Consistent with our vision for the CDT in Smart Medical Imaging to train the next generation of medical imaging scientists, we will engage with the key beneficiaries of the CDT: (1) PhD students & their supervisors; (2) patient groups & their carers; (3) clinicians & healthcare providers; (4) healthcare industries; and (5) the general public. We have identified the following areas of impact resulting from the operation of the CDT.

- Academic Impact: The proposed multidisciplinary training and skills development are designed to lead to an appreciation of clinical translation of technology and generating pathways to impact in the healthcare system. Impact will be measured in terms of our students' generation of knowledge, such as their research outputs, conference presentations, awards, software, patents, as well as successful career destinations to a wide range of sectors; as well as newly stimulated academic collaborations, and the positive effect these will have on their supervisors, their career progression and added value to their research group, and the universities as a whole in attracting new academic talent at all career levels.

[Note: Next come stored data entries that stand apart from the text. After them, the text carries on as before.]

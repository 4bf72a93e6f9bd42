//! Configuration schema types.
//!
//! This module defines the structure of all configuration sections. The
//! `[logging]` section reuses [`LogConfig`](daedalus_telemetry::LogConfig).

use serde::{Deserialize, Serialize};

/// Simulation engine section.
///
/// # Example
///
/// ```
/// use daedalus_config::SimulationConfig;
///
/// let config = SimulationConfig {
///     default_repeat_count: 1,
///     max_repeat_count: 100,
///     max_branch_depth: 16,
/// };
/// assert!(config.default_repeat_count <= config.max_repeat_count);
/// ```
#[derive(Debug, Clone, Copy, Serialize, Deserialize, PartialEq, Eq)]
#[serde(deny_unknown_fields)]
pub struct SimulationConfig {
    /// Requests simulated when the caller does not give a count.
    #[serde(default = "default_repeat_count")]
    pub default_repeat_count: usize,

    /// Upper bound for repeated requests; larger counts are clamped.
    #[serde(default = "default_max_repeat_count")]
    pub max_repeat_count: usize,

    /// Deepest branch arm that is still executed.
    #[serde(default = "default_max_branch_depth")]
    pub max_branch_depth: usize,
}

impl Default for SimulationConfig {
    fn default() -> Self {
        Self {
            default_repeat_count: default_repeat_count(),
            max_repeat_count: default_max_repeat_count(),
            max_branch_depth: default_max_branch_depth(),
        }
    }
}

fn default_repeat_count() -> usize {
    1
}

fn default_max_repeat_count() -> usize {
    1000
}

fn default_max_branch_depth() -> usize {
    64
}

/// Validation engine section.
#[derive(Debug, Clone, Copy, Serialize, Deserialize, PartialEq, Eq, Default)]
#[serde(deny_unknown_fields)]
pub struct ValidationConfig {
    /// Treat warnings as failures when reporting an exit status.
    #[serde(default)]
    pub warnings_as_errors: bool,
}

/// Code generator section.
#[derive(Debug, Clone, Serialize, Deserialize, PartialEq, Eq)]
#[serde(deny_unknown_fields)]
pub struct CodegenConfig {
    /// Spaces per indentation level.
    #[serde(default = "default_indent_width")]
    pub indent_width: usize,

    /// Name of the `WebApplication` variable.
    #[serde(default = "default_app_variable")]
    pub app_variable: String,

    /// Name of the `WebApplicationBuilder` variable.
    #[serde(default = "default_builder_variable")]
    pub builder_variable: String,
}

impl Default for CodegenConfig {
    fn default() -> Self {
        Self {
            indent_width: default_indent_width(),
            app_variable: default_app_variable(),
            builder_variable: default_builder_variable(),
        }
    }
}

fn default_indent_width() -> usize {
    4
}

fn default_app_variable() -> String {
    "app".to_string()
}

fn default_builder_variable() -> String {
    "builder".to_string()
}

/// Whether `name` is usable as a C# local variable name.
pub(crate) fn is_csharp_identifier(name: &str) -> bool {
    let mut chars = name.chars();
    match chars.next() {
        Some(first) if first.is_ascii_alphabetic() || first == '_' => {
            chars.all(|c| c.is_ascii_alphanumeric() || c == '_')
        }
        _ => false,
    }
}

#[cfg(test)]
mod tests {
    use super::*;

    #[test]
    fn test_simulation_config_default() {
        let config = SimulationConfig::default();
        assert_eq!(config.default_repeat_count, 1);
        assert_eq!(config.max_repeat_count, 1000);
        assert_eq!(config.max_branch_depth, 64);
    }

    #[test]
    fn test_simulation_config_partial() {
        let config: SimulationConfig = toml::from_str("max_repeat_count = 10").unwrap();
        assert_eq!(config.max_repeat_count, 10);
        assert_eq!(config.default_repeat_count, 1);
    }

    #[test]
    fn test_simulation_config_unknown_field_rejected() {
        let result: Result<SimulationConfig, _> = toml::from_str("repeat = 3");
        assert!(result.is_err());
    }

    #[test]
    fn test_codegen_config_default() {
        let config = CodegenConfig::default();
        assert_eq!(config.indent_width, 4);
        assert_eq!(config.app_variable, "app");
        assert_eq!(config.builder_variable, "builder");
    }

    #[test]
    fn test_validation_config_deserialize() {
        let config: ValidationConfig = serde_json::from_str(r#"{"warnings_as_errors": true}"#).unwrap();
        assert!(config.warnings_as_errors);
    }

    #[test]
    fn test_csharp_identifier() {
        assert!(is_csharp_identifier("app"));
        assert!(is_csharp_identifier("_web2"));
        assert!(!is_csharp_identifier(""));
        assert!(!is_csharp_identifier("2app"));
        assert!(!is_csharp_identifier("my-app"));
    }
}
//! Pipeline fixtures.

use crate::assertions::{TraceAssertions, ValidationAssertions};
use crate::error::TestError;
use daedalus_core::{
    document, BranchCondition, BranchConfig, MiddlewareConfig, MiddlewareKind, MiddlewareNode,
    Pipeline, SimulationRequest,
};
use daedalus_middleware::{
    generate_csharp_code, simulate_pipeline, validate_pipeline, HandlerRegistry,
};
use serde_json::Value;

/// Fluent builder for a single node.
///
/// Nodes without an explicit order take their position in the enclosing
/// list.
#[must_use]
#[derive(Debug, Clone)]
pub struct NodeFixture {
    id: String,
    kind: MiddlewareKind,
    order: Option<i64>,
    config: MiddlewareConfig,
    branch: Option<BranchFixture>,
}

#[derive(Debug, Clone)]
struct BranchFixture {
    condition: BranchCondition,
    on_true: Vec<NodeFixture>,
    on_false: Option<Vec<NodeFixture>>,
}

impl NodeFixture {
    /// Creates a node with an empty configuration.
    pub fn new(kind: MiddlewareKind, id: impl Into<String>) -> Self {
        Self {
            id: id.into(),
            kind,
            order: None,
            config: MiddlewareConfig::new(),
            branch: None,
        }
    }

    /// Creates an `Authentication` node.
    pub fn authentication(id: impl Into<String>) -> Self {
        Self::new(MiddlewareKind::Authentication, id)
    }

    /// Creates an `Authorization` node.
    pub fn authorization(id: impl Into<String>) -> Self {
        Self::new(MiddlewareKind::Authorization, id)
    }

    /// Creates a `Routing` node.
    pub fn routing(id: impl Into<String>) -> Self {
        Self::new(MiddlewareKind::Routing, id)
    }

    /// Creates a `CORS` node.
    pub fn cors(id: impl Into<String>) -> Self {
        Self::new(MiddlewareKind::Cors, id)
    }

    /// Creates a `StaticFiles` node.
    pub fn static_files(id: impl Into<String>) -> Self {
        Self::new(MiddlewareKind::StaticFiles, id)
    }

    /// Creates an `ExceptionHandling` node.
    pub fn exception_handling(id: impl Into<String>) -> Self {
        Self::new(MiddlewareKind::ExceptionHandling, id)
    }

    /// Creates a `Compression` node.
    pub fn compression(id: impl Into<String>) -> Self {
        Self::new(MiddlewareKind::Compression, id)
    }

    /// Creates a `RateLimiting` node.
    pub fn rate_limiting(id: impl Into<String>) -> Self {
        Self::new(MiddlewareKind::RateLimiting, id)
    }

    /// Creates an `HTTPS` node.
    pub fn https(id: impl Into<String>) -> Self {
        Self::new(MiddlewareKind::Https, id)
    }

    /// Creates a `Custom` node for `class_name`.
    pub fn custom(id: impl Into<String>, class_name: impl Into<String>) -> Self {
        Self::new(MiddlewareKind::Custom, id).config("className", class_name.into())
    }

    /// Creates a `MinimalAPIEndpoint` node for `method path`.
    pub fn endpoint(id: impl Into<String>, method: impl Into<String>, path: impl Into<String>) -> Self {
        Self::new(MiddlewareKind::MinimalApiEndpoint, id)
            .config("httpMethod", method.into())
            .config("path", path.into())
    }

    /// Sets an explicit order.
    pub fn order(mut self, order: i64) -> Self {
        self.order = Some(order);
        self
    }

    /// Sets a configuration value.
    pub fn config(mut self, key: impl Into<String>, value: impl Into<Value>) -> Self {
        self.config.set(key, value);
        self
    }

    /// Fills unset keys from the handler's default configuration.
    pub fn with_defaults(mut self) -> Self {
        if let Ok(handler) = HandlerRegistry::new().get(self.kind) {
            self.config.merge_defaults(&handler.default_config());
        }
        self
    }

    /// Makes the node branch on `condition`.
    pub fn when(mut self, condition: BranchCondition) -> Self {
        self.branch = Some(BranchFixture {
            condition,
            on_true: Vec::new(),
            on_false: None,
        });
        self
    }

    /// Sets the arm taken when the condition holds. Implies an
    /// authenticated-caller condition if [`when`](Self::when) was not called.
    pub fn on_true(mut self, nodes: impl IntoIterator<Item = NodeFixture>) -> Self {
        self.branch_mut().on_true = nodes.into_iter().collect();
        self
    }

    /// Sets the arm taken when the condition does not hold.
    pub fn on_false(mut self, nodes: impl IntoIterator<Item = NodeFixture>) -> Self {
        self.branch_mut().on_false = Some(nodes.into_iter().collect());
        self
    }

    fn branch_mut(&mut self) -> &mut BranchFixture {
        self.branch.get_or_insert_with(|| BranchFixture {
            condition: BranchCondition::authenticated(),
            on_true: Vec::new(),
            on_false: None,
        })
    }

    /// Builds the node; `position` is used when no order was set.
    pub fn build(self, position: i64) -> MiddlewareNode {
        let node = MiddlewareNode::new(self.id, self.kind, self.order.unwrap_or(position))
            .with_config(self.config);
        match self.branch {
            Some(branch) => {
                let mut config = BranchConfig::new(branch.condition).on_true(build_list(branch.on_true));
                if let Some(on_false) = branch.on_false {
                    config = config.on_false(build_list(on_false));
                }
                node.with_branch(config)
            }
            None => node,
        }
    }
}

fn build_list(nodes: Vec<NodeFixture>) -> Vec<MiddlewareNode> {
    nodes
        .into_iter()
        .zip(0_i64..)
        .map(|(node, position)| node.build(position))
        .collect()
}

/// Fluent builder for pipeline documents, with shortcuts into the engines.
///
/// The built document is not checked for duplicate ids, so fixtures can
/// describe invalid pipelines on purpose.
///
/// # Example
///
/// ```
/// use daedalus_test::{NodeFixture, PipelineFixture, RequestFixture};
/// use daedalus_core::MiddlewareKind;
///
/// let fixture = PipelineFixture::new("auth")
///     .node(NodeFixture::authentication("authn").config("authScheme", "JwtBearer"));
///
/// fixture
///     .simulate(RequestFixture::get("/api/users"))
///     .unwrap()
///     .assert_status_code(401)
///     .assert_terminated_by(MiddlewareKind::Authentication);
/// ```
#[must_use]
#[derive(Debug, Clone)]
pub struct PipelineFixture {
    id: String,
    name: String,
    description: Option<String>,
    nodes: Vec<NodeFixture>,
}

impl PipelineFixture {
    /// Creates an empty fixture named `name`.
    pub fn new(name: impl Into<String>) -> Self {
        let name = name.into();
        Self {
            id: format!("fixture-{name}"),
            name,
            description: None,
            nodes: Vec::new(),
        }
    }

    /// Overrides the pipeline id.
    pub fn id(mut self, id: impl Into<String>) -> Self {
        self.id = id.into();
        self
    }

    /// Sets the description.
    pub fn description(mut self, description: impl Into<String>) -> Self {
        self.description = Some(description.into());
        self
    }

    /// Appends a top-level node.
    pub fn node(mut self, node: NodeFixture) -> Self {
        self.nodes.push(node);
        self
    }

    /// Appends several top-level nodes.
    pub fn nodes(mut self, nodes: impl IntoIterator<Item = NodeFixture>) -> Self {
        self.nodes.extend(nodes);
        self
    }

    /// Builds the pipeline document.
    pub fn build(&self) -> Pipeline {
        let mut pipeline = Pipeline::new(self.id.clone(), self.name.clone());
        pipeline.description = self.description.clone();
        pipeline.middlewares = build_list(self.nodes.clone());
        pipeline
    }

    /// Builds the pipeline through [`Pipeline::add_node`], rejecting
    /// duplicate ids.
    ///
    /// # Errors
    ///
    /// Returns [`TestError::Engine`] for duplicate ids.
    pub fn build_checked(&self) -> Result<Pipeline, TestError> {
        let mut pipeline = Pipeline::new(self.id.clone(), self.name.clone());
        pipeline.description = self.description.clone();
        for node in build_list(self.nodes.clone()) {
            pipeline.add_node(node)?;
        }
        Ok(pipeline)
    }

    /// Simulates one request.
    ///
    /// # Errors
    ///
    /// Returns [`TestError::Engine`] if the simulation fails.
    pub fn simulate(&self, request: impl Into<SimulationRequest>) -> Result<TraceAssertions, TestError> {
        self.simulate_repeated(request, 1)
    }

    /// Simulates `repeat_count` identical requests.
    ///
    /// # Errors
    ///
    /// Returns [`TestError::Engine`] if the simulation fails.
    pub fn simulate_repeated(
        &self,
        request: impl Into<SimulationRequest>,
        repeat_count: usize,
    ) -> Result<TraceAssertions, TestError> {
        let result = simulate_pipeline(&self.build(), &request.into(), repeat_count)?;
        Ok(TraceAssertions::new(result))
    }

    /// Validates the pipeline.
    pub fn validate(&self) -> ValidationAssertions {
        ValidationAssertions::new(validate_pipeline(&self.build()))
    }

    /// Generates C# for the pipeline.
    ///
    /// # Errors
    ///
    /// Returns [`TestError::Engine`] if code generation fails.
    pub fn generate_code(&self) -> Result<String, TestError> {
        Ok(generate_csharp_code(&self.build())?)
    }

    /// Exports the pipeline document as JSON.
    ///
    /// # Errors
    ///
    /// Returns [`TestError::Engine`] if serialization fails.
    pub fn to_json(&self) -> Result<String, TestError> {
        Ok(document::export_to_json(&self.build())?)
    }
}

impl From<PipelineFixture> for Pipeline {
    fn from(fixture: PipelineFixture) -> Self {
        fixture.build()
    }
}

- Economic Impact: Our students will have high employability in a wide range of sectors thanks to their broad interdisciplinary training, transferable skills sets and exposure to industry, international labs, and the hospital environment. Healthcare providers (e.g. the NHS) will gain access to new technologies that are more precise and cost-efficient, reducing patient treatment and monitoring costs. Relevant healthcare industries (from major companies to SMEs) will benefit and ultimately profit from collaborative research with high emphasis on clinical translation and validation, and from a unique cohort of newly skilled and multidisciplinary researchers who value and understand the role of industry in developing and applying novel imaging technologies to the entire patient pathway.

- Societal Impact: Patients and their professional carers will be the ultimate beneficiaries of the new imaging technologies created by our students, and by the emerging cohort of graduated medical imaging scientists and engineers who will have a strong emphasis on patient healthcare. This will have significant societal impact in terms of health and quality of life. Clinicians will benefit from new technologies aimed at enabling more robust, accurate, and precise diagnoses, treatment and follow-up monitoring. The general public will benefit from learning about new, cutting-edge medical imaging technology, and new talent will be drawn into STEM(M) professions as a consequence, further filling the current skills gap between healthcare provision and engineering.

We have developed detailed pathways to impact activities, coordinated by a dedicated Impact & Engagement Manager, that include impact training provision, translational activities with clinicians and patient groups, industry cooperation and entrepreneurship training, international collaboration and networks, and engagement with the General Public.